What are the odds that the batteries in two different cameras, batteries installed years apart, would fail at roughly the same time?

I hadn’t shot with the FG since before Ramadan, and maybe a month ago, I went to grab it and noticed that I’d left the advance lever switch thing in the on position. :facepalm: I’d done it before, left it for a few hours or days, but never for 4 or 5 or 6 weeks. I flipped it off and didn’t think too much of it, went shooting a couple of times, and just last Saturday went to finish off the roll at a little park in far west Irving, out near DFW. The shutter sounded a bit clunky, and after shooting a few frames, I noticed that the black match needle wasn’t visible at all.

Hummmm…

I hit the battery test button… nothing. Graaaaghhhh… Think, James, think.

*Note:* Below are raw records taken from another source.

impl SecurityManager {
    pub fn new(config: SecurityConfig) -> Result<Arc<Self>, SecurityError> {
        Self::with_events(config, Arc::new(NoEvents))
    }

    pub fn with_events(
        config: SecurityConfig,
        events: Arc<dyn PairingEvents>,
    ) -> Result<Arc<Self>, SecurityError> {
        fs::create_dir_all(&config.config_dir)?;
        let secret = HostSecret::load_or_generate(&config.config_dir.join(SECRET_FILE))?;
        let trust = TrustStore::load(config.config_dir.join(DEVICES_FILE));
        let inner = Inner {
            tokens: TokenAuthority::new(config.token_ttl_secs, config.token_skew_secs),
            trust,
            pairing: PairingRegistry::new(config.pin_ttl_secs, config.max_pin_attempts),
            rate: RateGuard::new(config.rate_window_secs, config.max_attempts_per_window),
            sessions: HashMap::new(),
        };
        Ok(Arc::new(Self {
            config,
            secret,
            events,
            inner: Mutex::new(inner),
        }))
    }

    // ---- tokens ----

    pub fn issue_token(&self) -> Result<SessionToken, SecurityError> {
        let now = unix_now();
        self.inner.lock().tokens.issue(&self.secret, now)
    }

    pub fn validate_token(&self, token: &str) -> Result<(), SecurityError> {
        let now = unix_now();
        self.inner.lock().tokens.validate(&self.secret, token, now)
    }

    pub fn current_token(&self) -> Option<String> {
        let now = unix_now();
        self.inner
            .lock()
            .tokens
            .current(now)
            .map(|session| session.token.clone())
    }

    pub fn revoke_token(&self, token: &str) {
        self.inner.lock().tokens.revoke(token);
    }

    /// Revokes every outstanding token, e.g. when streaming stops.
    pub fn revoke_all_tokens(&self) {
        self.inner.lock().tokens.revoke_all();
    }

    // ---- rate limiting and source policy ----

    /// Records a connection attempt. `None` identifiers share one
    /// conservative bucket instead of bypassing the limiter.
    pub fn check_rate(&self, identifier: Option<&str>) -> bool {
        let now = unix_now();
        self.inner
            .lock()
            .rate
            .allow(identifier.unwrap_or(SHARED_BUCKET), now)
    }

    /// Records a failed attempt; once the window is exhausted the source is
    /// blocked for `block_secs`. Returns `true` when the block was
    /// installed.
    pub fn register_failure(&self, identifier: &str) -> bool {
        let now = unix_now();
        let mut inner = self.inner.lock();
        if inner.rate.allow(identifier, now) {
            return false;
        }
        inner.rate.block(identifier, self.config.block_secs, now);
        tracing::warn!(
            target: "breakwater::manager",
            identifier,
            block_secs = self.config.block_secs,
            "source blocked after repeated failures"
        );
        true
    }

    pub fn block(&self, identifier: &str, duration_secs: i64) {
        let now = unix_now();
        self.inner.lock().rate.block(identifier, duration_secs, now);
    }

    pub fn is_blocked(&self, identifier: &str) -> bool {
        let now = unix_now();
        self.inner.lock().rate.is_blocked(identifier, now)
    }

    /// Gate applied before any protocol handling: blocked sources and
    /// publicly routed addresses never progress.
    pub fn validate_source(&self, addr: IpAddr) -> Result<(), SecurityError> {
        if self.is_blocked(&addr.to_string()) {
            return Err(SecurityError::Blocked);
        }
        if !is_lan_ip(addr) {
            return Err(SecurityError::NotLan);
        }
        Ok(())
    }

    // ---- device trust ----

    pub fn is_device_known(&self, device_id: &str) -> bool {
        self.inner.lock().trust.is_known(device_id)
    }

    pub fn is_device_trusted(&self, device_id: &str) -> bool {
        self.inner.lock().trust.is_trusted(device_id)
    }

    pub fn set_device_trusted(&self, device_id: &str, trusted: bool) -> Result<bool, SecurityError> {
        self.inner.lock().trust.set_trusted(device_id, trusted)
    }

    pub fn revoke_device(&self, device_id: &str) -> Result<bool, SecurityError> {
        self.inner.lock().trust.revoke(device_id)
    }

    pub fn authorized_devices(&self) -> Vec<AuthorizedDevice> {
        self.inner.lock().trust.devices()
    }

    // ---- pairing ----

    pub fn request_pairing(&self, device_id: &str, device_name: &str) -> PendingConnection {
        let now = unix_now();
        let mut notices = Vec::new();
        let pending = {
            let mut inner = self.inner.lock();
            inner
                .pairing
                .request(device_id, device_name, now, &mut notices)
        };
        self.emit(notices);
        pending
    }

    pub fn verify_pin(&self, connection_id: &str, candidate: &str) -> Result<(), SecurityError> {
        let now = unix_now();
        let mut notices = Vec::new();
        let result = {
            let mut inner = self.inner.lock();
            let Inner { pairing, trust, .. } = &mut *inner;
            pairing.verify_pin(trust, connection_id, candidate, now, &mut notices)
        };
        self.emit(notices);
        result
    }

    pub fn approve_pending(&self, connection_id: &str) -> Result<(), SecurityError> {
        let now = unix_now();
        let mut notices = Vec::new();
        let result = {
            let mut inner = self.inner.lock();
            let Inner { pairing, trust, .. } = &mut *inner;
            pairing.approve(trust, connection_id, now, &mut notices)
        };
        self.emit(notices);
        result
    }

    pub fn reject_pending(&self, connection_id: &str) -> Result<(), SecurityError> {
        let mut notices = Vec::new();
        let result = {
            let mut inner = self.inner.lock();
            inner.pairing.reject(connection_id, &mut notices)
        };
        self.emit(notices);
        result
    }

    pub fn pending_connections(&self) -> Vec<PendingConnection> {
        let now = unix_now();
        self.inner.lock().pairing.pending(now)
    }

    // ---- signaling sessions ----

    /// Validates the token and establishes the token-bound session for it.
    /// Idempotent for an already-established session.
    pub fn ensure_session(&self, token: &str) -> Result<(), SecurityError> {
        let now = unix_now();
        let mut inner = self.inner.lock();
        let Inner {
            tokens, sessions, ..
        } = &mut *inner;
        tokens.validate(&self.secret, token, now)?;
        if let Entry::Vacant(slot) = sessions.entry(token.to_string()) {
            slot.insert(SessionEntry {
                wrapper: SignalingWrapper::keyed(token, &self.secret, &self.config)?,
                established_at: now,
            });
            tokens.mark_used(token);
        }
        Ok(())
    }

    /// Validates the token, prepares an exchange-mode session, and returns
    /// this side's ephemeral public key for the peer.
    pub fn begin_key_exchange(&self, token: &str) -> Result<String, SecurityError> {
        let now = unix_now();
        let mut inner = self.inner.lock();
        let Inner {
            tokens, sessions, ..
        } = &mut *inner;
        tokens.validate(&self.secret, token, now)?;
        let entry = match sessions.entry(token.to_string()) {
            Entry::Occupied(entry) => entry.into_mut(),
            Entry::Vacant(slot) => {
                tokens.mark_used(token);
                slot.insert(SessionEntry {
                    wrapper: SignalingWrapper::pending_exchange(token, &self.secret, &self.config),
                    established_at: now,
                })
            }
        };
        entry.wrapper.public_key_b64()
    }

    /// Completes the exchange with the peer's public key; the session key
    /// replaces any token-bound key already in place.
    pub fn complete_key_exchange(
        &self,
        token: &str,
        peer_public_b64: &str,
    ) -> Result<(), SecurityError> {
        let now = unix_now();
        let mut inner = self.inner.lock();
        let entry = session_entry(&mut inner, token, now, self.config.session_ttl_secs)?;
        entry.wrapper.establish_from_peer(peer_public_b64)
    }

    pub fn wrap_message(&self, token: &str, message: &Value) -> Result<Value, SecurityError> {
        let now = unix_now();
        let mut inner = self.inner.lock();
        let entry = session_entry(&mut inner, token, now, self.config.session_ttl_secs)?;
        entry.wrapper.wrap(message, now)
    }

    pub fn unwrap_message(&self, token: &str, value: &Value) -> Result<Value, SecurityError> {
        let now = unix_now();
        let result = {
            let mut inner = self.inner.lock();
            let entry = session_entry(&mut inner, token, now, self.config.session_ttl_secs)?;
            entry.wrapper.unwrap(value, now)
        };
        if let Err(err) = &result {
            // reason stays local; the remote peer sees only a dead session
            tracing::debug!(
                target: "breakwater::manager",
                error = %err,
                "inbound signaling message rejected"
            );
        }
        result
    }

    /// Drops the session's crypto state and revokes its token. There is no
    /// graceful drain; in-flight envelopes fail from here on.
    pub fn teardown_session(&self, token: &str) {
        let mut inner = self.inner.lock();
        inner.sessions.remove(token);
        inner.tokens.revoke(token);
    }

    // ---- credential ----

    /// Issues a fresh token and assembles the QR payload for it.
    pub fn connection_credential(
        &self,
        address: &str,
        port: u16,
        hostname: &str,
    ) -> Result<ConnectionCredential, SecurityError> {
        let now = unix_now();
        let session = self.inner.lock().tokens.issue(&self.secret, now)?;
        Ok(ConnectionCredential {
            version: CREDENTIAL_VERSION,
            name: hostname.to_string(),
            address: address.to_string(),
            port,
            machine_id: machine_id(hostname),
            token: session.token,
            timestamp: now,
            expires: session.expires_at,
            requires_pin: true,
            encryption: "aes-256-gcm".to_string(),
        })
    }

    // ---- maintenance ----

    /// Purges expired tokens, pairing challenges, rate windows, blocks, and
    /// paired sessions past their lifetime.
    pub fn sweep(&self) {
        let now = unix_now();
        let mut notices = Vec::new();
        {
            let mut inner = self.inner.lock();
            let expired_tokens = inner.tokens.sweep(now);
            let expired_pairings = inner.pairing.sweep(now, &mut notices);
            inner.rate.sweep(now);
            let session_ttl = self.config.session_ttl_secs;
            let sessions_before = inner.sessions.len();
            inner
                .sessions
                .retain(|_, entry| now - entry.established_at <= session_ttl);
            let expired_sessions = sessions_before - inner.sessions.len();
            if expired_tokens > 0 || expired_pairings > 0 || expired_sessions > 0 {
                tracing::debug!(
                    target: "breakwater::manager",
                    expired_tokens,
                    expired_pairings,
                    expired_sessions,
                    "sweep removed expired state"
                );
            }
        }
        self.emit(notices);
    }

    /// Spawns the periodic sweeper. The thread holds only a weak handle, so
    /// dropping the last manager reference stops it on its next tick.
    pub fn start_sweeper(self: &Arc<Self>) {
        let weak: Weak<SecurityManager> = Arc::downgrade(self);
        let interval = self.config.sweep_interval;
        let spawned = thread::Builder::new()
            .name("breakwater-sweeper".into())
            .spawn(move || loop {
                thread::sleep(interval);
                match weak.upgrade() {
                    Some(manager) => manager.sweep(),
                    None => break,
                }
            });
        if let Err(err) = spawned {
            tracing::warn!(
                target: "breakwater::manager",
                error = %err,
                "failed to spawn sweeper thread"
            );
        }
    }

    fn emit(&self, notices: Vec<Notice>) {
        for notice in notices {
            match notice {
                Notice::Requested(pending) => self.events.on_pairing_requested(&pending),
                Notice::Authorized {
                    device_id,
                    device_name,
                } => {
                    tracing::info!(
                        target: "breakwater::manager",
                        device_id = %device_id,
                        "device authorized"
                    );
                    self.events.on_authorized(&device_id, &device_name);
                }
                Notice::Rejected { device_id, reason } => {
                    tracing::debug!(
                        target: "breakwater::manager",
                        device_id = %device_id,
                        reason,
                        "pairing rejected"
                    );
                    self.events.on_rejected(&device_id, reason);
                }
            }
        }
    }
}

The FE has a mechanical shutter speed of 1/125th. The Kodak Pro Image is 100 speed film. It’s expired, but only by a few years and I shoot it at 100 with no trouble. It was a bright, sunny day, and I was moving between full sun and open shade.

So: f/16 and f/11 or f/8, right?

I got home and developed the roll. Arrrggghhhh!

Frames 0-7 exposed properly, and I suspect that f/5.6 on an overcast day was just about right, maybe 1 stop over. Frames 8-18, though, were completely blank. Frames 20 and 21 overexposed a stop or so. Frames 21-27, completely blank. Frames 28-36, overexposed/underexposed/exposed properly.

So how did I do with Sunny 16? You be the judge.

These first two were shot at about f/5.6 and 1/125th, before I realized that the meter wasn’t functioning…

These two were shot at f/16, following the Sunny 16…

I performed some minimal processing on these: my usual levels adjustment, plus a bit of white balance correction until they looked good. The last pair might be a bit red, but they’re both close to what I saw. In my opinion, though, the Sunny 16 resulted in at least one stop of underexposure, and the 1/125th at f/5.6 is just about right, given the conditions, maybe a 1/2 stop over, but not much.

What I found particularly interesting was how different the white balance ended up. Color Negative film has a fairly wide latitude, but I know that vast over or underexposure leads to changes in color,  but I thought it only really occurred in development… Now I know better.